▶ RAW DATA
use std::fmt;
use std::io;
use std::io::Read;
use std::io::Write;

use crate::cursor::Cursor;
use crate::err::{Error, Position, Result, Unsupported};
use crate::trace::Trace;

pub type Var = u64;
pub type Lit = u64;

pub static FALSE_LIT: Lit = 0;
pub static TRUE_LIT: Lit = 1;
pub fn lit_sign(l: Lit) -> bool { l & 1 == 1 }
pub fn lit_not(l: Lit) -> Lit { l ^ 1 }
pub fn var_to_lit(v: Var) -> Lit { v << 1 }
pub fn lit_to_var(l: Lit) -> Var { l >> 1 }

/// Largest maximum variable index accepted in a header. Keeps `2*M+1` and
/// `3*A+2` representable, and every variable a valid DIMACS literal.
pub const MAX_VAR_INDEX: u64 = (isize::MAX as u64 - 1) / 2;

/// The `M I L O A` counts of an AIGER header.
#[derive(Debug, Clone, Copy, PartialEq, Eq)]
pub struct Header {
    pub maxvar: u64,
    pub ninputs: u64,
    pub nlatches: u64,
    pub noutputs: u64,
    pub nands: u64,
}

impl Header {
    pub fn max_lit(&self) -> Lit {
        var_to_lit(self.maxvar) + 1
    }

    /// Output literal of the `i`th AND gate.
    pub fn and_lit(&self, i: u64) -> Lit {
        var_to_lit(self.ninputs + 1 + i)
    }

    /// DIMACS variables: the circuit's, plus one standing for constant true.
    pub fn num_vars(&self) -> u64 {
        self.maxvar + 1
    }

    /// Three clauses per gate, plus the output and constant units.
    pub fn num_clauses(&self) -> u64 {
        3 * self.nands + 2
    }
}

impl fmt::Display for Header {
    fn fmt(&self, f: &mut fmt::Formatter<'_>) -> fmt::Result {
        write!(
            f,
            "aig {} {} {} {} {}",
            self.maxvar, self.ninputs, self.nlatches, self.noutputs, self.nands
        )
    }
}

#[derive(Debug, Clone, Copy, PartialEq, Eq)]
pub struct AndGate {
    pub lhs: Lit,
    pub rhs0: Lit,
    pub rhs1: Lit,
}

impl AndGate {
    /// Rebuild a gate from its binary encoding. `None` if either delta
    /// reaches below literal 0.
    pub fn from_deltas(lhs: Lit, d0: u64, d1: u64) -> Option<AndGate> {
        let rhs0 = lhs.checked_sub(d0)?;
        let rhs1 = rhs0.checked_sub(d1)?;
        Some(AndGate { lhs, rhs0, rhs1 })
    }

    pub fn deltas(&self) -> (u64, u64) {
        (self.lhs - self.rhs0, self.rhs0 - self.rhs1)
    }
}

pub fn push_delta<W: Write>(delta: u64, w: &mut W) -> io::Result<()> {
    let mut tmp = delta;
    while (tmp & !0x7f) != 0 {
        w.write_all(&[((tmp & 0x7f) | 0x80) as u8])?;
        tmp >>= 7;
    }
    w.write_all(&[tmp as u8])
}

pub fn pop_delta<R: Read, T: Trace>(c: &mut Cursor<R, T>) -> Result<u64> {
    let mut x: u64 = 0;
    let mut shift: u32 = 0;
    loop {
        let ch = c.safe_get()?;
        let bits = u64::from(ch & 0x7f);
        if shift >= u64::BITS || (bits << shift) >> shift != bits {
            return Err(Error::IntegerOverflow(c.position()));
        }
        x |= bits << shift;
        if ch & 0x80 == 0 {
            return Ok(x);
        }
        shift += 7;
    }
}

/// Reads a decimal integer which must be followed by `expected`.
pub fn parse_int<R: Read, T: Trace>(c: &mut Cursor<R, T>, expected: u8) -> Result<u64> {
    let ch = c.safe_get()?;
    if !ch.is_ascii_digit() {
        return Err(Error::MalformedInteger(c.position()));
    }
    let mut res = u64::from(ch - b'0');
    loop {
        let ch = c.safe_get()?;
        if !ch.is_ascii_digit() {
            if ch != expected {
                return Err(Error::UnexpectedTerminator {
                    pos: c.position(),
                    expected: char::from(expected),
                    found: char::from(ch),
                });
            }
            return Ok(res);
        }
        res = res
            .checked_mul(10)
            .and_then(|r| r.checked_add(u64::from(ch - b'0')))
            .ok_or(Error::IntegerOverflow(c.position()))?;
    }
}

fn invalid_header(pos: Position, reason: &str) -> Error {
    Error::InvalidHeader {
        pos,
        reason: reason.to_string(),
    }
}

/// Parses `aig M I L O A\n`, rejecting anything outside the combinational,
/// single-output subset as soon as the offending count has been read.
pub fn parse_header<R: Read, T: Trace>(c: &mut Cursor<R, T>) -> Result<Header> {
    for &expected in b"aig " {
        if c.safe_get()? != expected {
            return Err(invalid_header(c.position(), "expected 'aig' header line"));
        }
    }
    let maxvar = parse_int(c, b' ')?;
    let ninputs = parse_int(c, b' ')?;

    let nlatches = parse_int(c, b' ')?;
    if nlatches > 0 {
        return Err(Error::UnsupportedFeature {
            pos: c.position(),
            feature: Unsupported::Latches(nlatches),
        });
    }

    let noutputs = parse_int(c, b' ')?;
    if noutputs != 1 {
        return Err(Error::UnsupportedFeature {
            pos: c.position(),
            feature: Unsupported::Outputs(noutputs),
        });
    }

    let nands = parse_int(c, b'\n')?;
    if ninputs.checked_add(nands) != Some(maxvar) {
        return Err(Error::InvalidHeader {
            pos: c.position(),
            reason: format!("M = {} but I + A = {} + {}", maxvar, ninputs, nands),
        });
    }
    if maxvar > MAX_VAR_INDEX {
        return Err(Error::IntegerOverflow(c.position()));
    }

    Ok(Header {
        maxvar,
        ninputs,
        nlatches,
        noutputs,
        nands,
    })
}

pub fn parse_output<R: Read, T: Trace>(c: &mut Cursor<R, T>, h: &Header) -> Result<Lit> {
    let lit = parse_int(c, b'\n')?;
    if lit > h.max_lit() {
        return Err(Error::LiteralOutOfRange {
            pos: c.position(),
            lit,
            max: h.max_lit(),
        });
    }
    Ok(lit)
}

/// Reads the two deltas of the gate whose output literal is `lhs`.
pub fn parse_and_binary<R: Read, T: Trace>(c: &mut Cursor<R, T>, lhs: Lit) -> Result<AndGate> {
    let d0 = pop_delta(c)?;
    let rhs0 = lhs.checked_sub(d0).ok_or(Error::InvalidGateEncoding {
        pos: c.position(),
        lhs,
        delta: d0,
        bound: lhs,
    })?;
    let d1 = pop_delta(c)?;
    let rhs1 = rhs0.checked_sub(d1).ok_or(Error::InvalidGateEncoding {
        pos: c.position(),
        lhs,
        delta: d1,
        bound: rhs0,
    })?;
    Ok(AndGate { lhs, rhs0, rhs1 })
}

▶ TASK TO COMPLETE
Type out again, exactly as written, the lines from the beginning of the material through the one containing "Largest maximum variable".

▶ TASK OUTPUT
use std::fmt;
use std::io;
use std::io::Read;
use std::io::Write;

use crate::cursor::Cursor;
use crate::err::{Error, Position, Result, Unsupported};
use crate::trace::Trace;

pub type Var = u64;
pub type Lit = u64;

pub static FALSE_LIT: Lit = 0;
pub static TRUE_LIT: Lit = 1;
pub fn lit_sign(l: Lit) -> bool { l & 1 == 1 }
pub fn lit_not(l: Lit) -> Lit { l ^ 1 }
pub fn var_to_lit(v: Var) -> Lit { v << 1 }
pub fn lit_to_var(l: Lit) -> Var { l >> 1 }

/// Largest maximum variable index accepted in a header. Keeps `2*M+1` and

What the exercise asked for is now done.